Hi
If I have defined 10 bits, say - word db 10 DUP (?)
And I run my program when there is less than 10 characters for example 8, the remaining two characters from the last time the program was run are displayed.
How do I only display 8 characters with the remaining two blank if I have defined 10?
Thanks
Windows recognises the end of a string when it meets a 0 byte. So you must somehow poke a 0 after your 8th byte. If we saw your complete code, or at least the part that loads the dup 10, we could give advice...
Some of the Windows function do require that a string must contain a "0" to indicate where it terminates. Such strings are called null-terminated strings. In the old DOS days, the required terminating character used to be the "$" character for some of the DOS functions.

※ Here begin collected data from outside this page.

// Copyright (c) 2025 Jonathan Fontanez
// SPDX-License-Identifier: BUSL-1.1

use std::sync::Arc;
use std::sync::atomic::{AtomicBool, Ordering};

use crate::core::engine::Sample;
use crate::core::layout::Layout;
use crate::core::overlay::OverlayDocument;

/// Lets a frame callback end the run. Cloning shares the flag.
#[derive(Debug, Clone, Default)]
pub struct Control {
    stop: Arc<AtomicBool>,
}

impl Control {
    pub fn new() -> Self {
        Self::default()
    }

    pub fn request_stop(&self) {
        if !self.stop.swap(true, Ordering::AcqRel) {
            tracing::info!("Stop requested by frame callback");
        }
    }

    pub fn stop_requested(&self) -> bool {
        self.stop.load(Ordering::Acquire)
    }
}

/// Per-frame user code on the inference branch.
///
/// Runs on the engine's inference thread, once per delivered sample, in
/// capture order. Returning `Some` replaces the overlay; `None` keeps the
/// previous one on screen. An error ends the run.
pub trait FrameCallback: Send + 'static {
    fn on_frame(
        &mut self,
        sample: &Sample,
        layout: &Layout,
        control: &Control,
    ) -> anyhow::Result<Option<OverlayDocument>>;
}

impl<F> FrameCallback for F
where
    F: FnMut(&Sample, &Layout, &Control) -> anyhow::Result<Option<OverlayDocument>> + Send + 'static,
{
    fn on_frame(
        &mut self,
        sample: &Sample,
        layout: &Layout,
        control: &Control,
    ) -> anyhow::Result<Option<OverlayDocument>> {
        self(sample, layout, control)
    }
}

#[cfg(test)]
mod tests {
    use super::*;

    #[test]
    fn test_control_clones_share_flag() {
        let control = Control::new();
        let clone = control.clone();
        assert!(!control.stop_requested());
        clone.request_stop();
        assert!(control.stop_requested());
    }
}
// Copyright (c) 2025 Jonathan Fontanez
// SPDX-License-Identifier: BUSL-1.1

use std::collections::BTreeMap;
use std::fmt;

use serde::{Deserialize, Deserializer, Serialize, Serializer};

/// Configuration value for a stage option or a caps constraint.
#[derive(Debug, Clone, PartialEq)]
pub enum Value {
    Bool(bool),
    Int(i64),
    Float(f64),
    Str(String),
    /// Rational such as a frame rate (`30/1`).
    Fraction(i32, i32),
}

impl Value {
    /// Name inside a `${name}` placeholder, if this value is one.
    pub fn placeholder(&self) -> Option<&str> {
        match self {
            Value::Str(s) => s.strip_prefix("${").and_then(|rest| rest.strip_suffix('}')),
            _ => None,
        }
    }

    pub fn as_i64(&self) -> Option<i64> {
        match self {
            Value::Int(v) => Some(*v),
            _ => None,
        }
    }

    pub fn as_str(&self) -> Option<&str> {
        match self {
            Value::Str(s) => Some(s),
            _ => None,
        }
    }

    pub fn as_bool(&self) -> Option<bool> {
        match self {
            Value::Bool(b) => Some(*b),
            _ => None,
        }
    }

    pub fn as_fraction(&self) -> Option<(i32, i32)> {
        match self {
            Value::Fraction(n, d) => Some((*n, *d)),
            _ => None,
        }
    }

    fn parse_fraction(s: &str) -> Option<(i32, i32)> {
        let (n, d) = s.split_once('/')?;
        let n = n.parse().ok()?;
        let d = d.parse().ok()?;
        Some((n, d))
    }
}

impl fmt::Display for Value {
    /// gst-launch property syntax; strings are quoted when they would not
    /// survive the launch tokenizer.
    fn fmt(&self, f: &mut fmt::Formatter<'_>) -> fmt::Result {
        match self {
            Value::Bool(b) => write!(f, "{}", b),
            Value::Int(v) => write!(f, "{}", v),
            Value::Float(v) => write!(f, "{}", v),
            Value::Fraction(n, d) => write!(f, "{}/{}", n, d),
            Value::Str(s) => {
                let plain = !s.is_empty()
                    && s.chars().all(|c| {
                        c.is_ascii_alphanumeric() || matches!(c, '/' | '-' | '_' | '.' | ':' | '+')
                    });
                if plain {
                    write!(f, "{}", s)
                } else {
                    write!(f, "\"{}\"", s.replace('\\', "\\\\").replace('"', "\\\""))
                }
            }
        }
    }
}

impl From<bool> for Value {
    fn from(v: bool) -> Self {
        Value::Bool(v)
    }
}

impl From<i64> for Value {
    fn from(v: i64) -> Self {
        Value::Int(v)
    }
}

impl From<i32> for Value {
    fn from(v: i32) -> Self {
        Value::Int(v as i64)
    }
}

impl From<u32> for Value {
    fn from(v: u32) -> Self {
        Value::Int(v as i64)
    }
}

impl From<f64> for Value {
    fn from(v: f64) -> Self {
        Value::Float(v)
    }
}

impl From<&str> for Value {
    fn from(v: &str) -> Self {
        Value::Str(v.to_string())
    }
}

impl From<String> for Value {
    fn from(v: String) -> Self {
        Value::Str(v)
    }
}

impl From<(i32, i32)> for Value {
    fn from((n, d): (i32, i32)) -> Self {
        Value::Fraction(n, d)
    }
}

#[derive(Serialize, Deserialize)]
#[serde(untagged)]
enum RawValue {
    Bool(bool),
    Int(i64),
    Float(f64),
    Str(String),
}

impl Serialize for Value {
    fn serialize<S: Serializer>(&self, serializer: S) -> std::result::Result<S::Ok, S::Error> {
        match self {
            Value::Bool(b) => RawValue::Bool(*b).serialize(serializer),
            Value::Int(v) => RawValue::Int(*v).serialize(serializer),
            Value::Float(v) => RawValue::Float(*v).serialize(serializer),
            Value::Str(s) => RawValue::Str(s.clone()).serialize(serializer),
            Value::Fraction(n, d) => RawValue::Str(format!("{}/{}", n, d)).serialize(serializer),
        }
    }
}

impl<'de> Deserialize<'de> for Value {
    fn deserialize<D: Deserializer<'de>>(deserializer: D) -> std::result::Result<Self, D::Error> {
        Ok(match RawValue::deserialize(deserializer)? {
            RawValue::Bool(b) => Value::Bool(b),
            RawValue::Int(v) => Value::Int(v),
            RawValue::Float(v) => Value::Float(v),
            RawValue::Str(s) => match Value::parse_fraction(&s) {
                Some((n, d)) => Value::Fraction(n, d),
                None => Value::Str(s),
            },
        })
    }
}

/// Ordered option map; ordering keeps rendered descriptions stable.
pub type Options = BTreeMap<String, Value>;

/// Where a stage sits in a chain.
#[derive(Debug, Clone, Copy, PartialEq, Eq, Hash, Serialize, Deserialize)]
#[serde(rename_all = "snake_case")]
pub enum StageRole {
    /// Produces data; takes no input.
    Source,
    /// Consumes and produces data.
    Filter,
    /// Terminates a chain.
    Sink,
}

/// One processing element of the pipeline.
///
/// `kind` is the short element kind (`v4l2`, `videoconvert`, `glimage`); the
/// engine element name is derived from it together with the role, see
/// [`Stage::factory`].
#[derive(Debug, Clone, PartialEq, Serialize, Deserialize)]
pub struct Stage {
    pub kind: String,
    pub role: StageRole,
    #[serde(default, skip_serializing_if = "Options::is_empty")]
    pub options: Options,
    #[serde(default, skip_serializing_if = "Option::is_none")]
    pub name: Option<String>,
}

impl Stage {
    pub const TEE: &'static str = "tee";

    fn new(kind: impl Into<String>, role: StageRole) -> Self {
        Self {
            kind: kind.into(),
            role,
            options: Options::new(),
            name: None,
        }
    }

    /// Capture or generator stage (`v4l2` → `v4l2src`).
    pub fn source(kind: impl Into<String>) -> Self {
        Self::new(kind, StageRole::Source)
    }

    /// Transforming stage, named exactly as the engine element.
    pub fn filter(kind: impl Into<String>) -> Self {
        Self::new(kind, StageRole::Filter)
    }

    /// Terminal stage (`glimage` → `glimagesink`).
    pub fn sink(kind: impl Into<String>) -> Self {
        Self::new(kind, StageRole::Sink)
    }

    /// Branch point. Later fragments attach to it through a reference to `name`.
    pub fn tee(name: impl Into<String>) -> Self {
        Self::filter(Self::TEE).named(name)
    }

    pub fn named(mut self, name: impl Into<String>) -> Self {
        self.name = Some(name.into());
        self
    }

    pub fn option(mut self, key: impl Into<String>, value: impl Into<Value>) -> Self {
        self.options.insert(key.into(), value.into());
        self
    }

    pub fn is_tee(&self) -> bool {
        self.role == StageRole::Filter && self.kind == Self::TEE
    }

    /// Engine element name.
    pub fn factory(&self) -> String {
        match self.role {
            StageRole::Source => format!("{}src", self.kind),
            StageRole::Filter => self.kind.clone(),
            StageRole::Sink => format!("{}sink", self.kind),
        }
    }
}

impl fmt::Display for Stage {
    fn fmt(&self, f: &mut fmt::Formatter<'_>) -> fmt::Result {
        write!(f, "{}", self.factory())?;
        for (key, value) in &self.options {
            write!(f, " {}={}", key.replace('_', "-"), value)?;
        }
        Ok(())
    }
}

However, other Windows functions (and some DOS functions) require that the number of characters to be processed must be explicitely provided as a parameter. As jj2007 indicated, a bit more of your code where you attempt to display your string would definitely help us in helping you.
Thanks
This code is supposed to input a word or message and code it by decrementing the first letter by 1 and the 2nd letter by two etc
I have not grasped the repeat function yet, so this is a little long winded but it appears to work, but if i type a letter less than 9 letters the program outputs the characters held in the remaining memory space from the last time the program was run.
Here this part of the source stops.